Similar programs have been implemented in many other cities. The idea began in Prince George’s County, Maryland, in the late 1980s and rose to national prominence in 1989 when the Chicago Housing Authority and the U.S. Department of Housing and Urban Development organized late-night leagues, according to an analysis of such programs published in 2006 in the Journal of Sport and Social Issues.
The programs came under fire from conservative critics in the 1990s “as symbolic of the shortcomings of liberal approaches to crime prevention,” the study noted.
In Toledo, late-night basketball was offered for about two years, starting in 2001, at The Hoop Basketball & Fitness Facility on Manhattan Boulevard. It was built on city property in North Toledo and aimed to provide recreational opportunities for city youth. The program ended when the facility closed.
Such basketball programs have been popular in part because they are inexpensive to set up, the study noted. The analysis found some association in cities with such programs with decreased property crime, but said further research was needed.

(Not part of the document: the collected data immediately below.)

use super::*;

/// Locality boost per candidate, index-aligned with `candidates`.
///
/// Every candidate with a positive score acts as an anchor. A candidate from
/// the same file whose `chunk_index` is `d` away from an anchor
/// (`1 <= d <= radius`) earns `boost * anchor_score * decay^(d-1)`; the
/// largest boost across anchors is kept. A candidate's boost depends only on
/// its neighbours' scores, never on its own.
pub fn adjacency_boosts(candidates: &[RetrievalCandidate], policy: &AdjacencyPolicy) -> Vec<f64> {
    let mut boosts = vec![0.0_f64; candidates.len()];
    if candidates.is_empty() || policy.radius == 0 || policy.boost <= 0.0 {
        return boosts;
    }

    let file_keys = candidates
        .iter()
        .map(|candidate| normalize_path_key(&candidate.file_path))
        .collect::<Vec<String>>();

    for (anchor, anchor_candidate) in candidates.iter().enumerate() {
        let anchor_score = anchor_candidate.score;
        let Some(anchor_index) = anchor_candidate.chunk_index else {
            continue;
        };
        if anchor_score.is_nan() || anchor_score <= 0.0 {
            continue;
        }

        for (slot, candidate) in candidates.iter().enumerate() {
            if slot == anchor || file_keys[slot] != file_keys[anchor] {
                continue;
            }
            let Some(chunk_index) = candidate.chunk_index else {
                continue;
            };
            let distance = chunk_index.abs_diff(anchor_index);
            if distance == 0 || distance > u64::from(policy.radius) {
                continue;
            }

            let exponent = i32::try_from(distance - 1).unwrap_or(i32::MAX);
            let boost = policy.boost * anchor_score * policy.decay.powi(exponent);
            if boost > boosts[slot] {
                boosts[slot] = boost;
            }
        }
    }

    boosts
}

Douglas Hartmann, a sociology professor at the University of Minnesota and the paper’s primary author, said such basketball leagues’ crime-prevention goals can be unrealistic.
When programs are successful, they are part of a broader package of crime prevention efforts and programs, and they must connect participants to other resources, said Mr. Hartmann, who is writing a book titled, Midnight Basketball: Race, Risk and the Ironies of Sports-Based Crime Prevention.
Locally, the program has enough funds to continue for a year, though basketball won'’t run year-round. It will be replaced by various seasonally appropriate sports and other non-sports activities, said Jen Sorgenfrei, spokesman for Mayor Bell. The $60,000 in city funds will cover costs such as stipends for site supervisors and the off-duty officers at the games, she said.
Sgt. Joe Heffernan, the Toledo Police Department’s public information officer, said the program has the added benefit of helping to break down geographic barriers and negative feelings that can exist between youths from different neighborhoods.
“The numbers [of participants] have been fantastic,” said Sonya Harper-Williams, executive director of the Frederick Douglass Community Association, which hosts games two nights each week. She said the games are also a way for her organization to reach youths and let them know what other assistance programs are available from her organization. “If they’re with us, they’re safe and they’re not on the street.”
Games run from 9 p.m. to 1 a.m. at the East Toledo Family Center Mondays and Wednesdays, the Zablocki Senior Center on Tuesdays, The Believe Center on Thursdays and Sundays, and the Frederick Douglass Community Association on Fridays and Saturdays.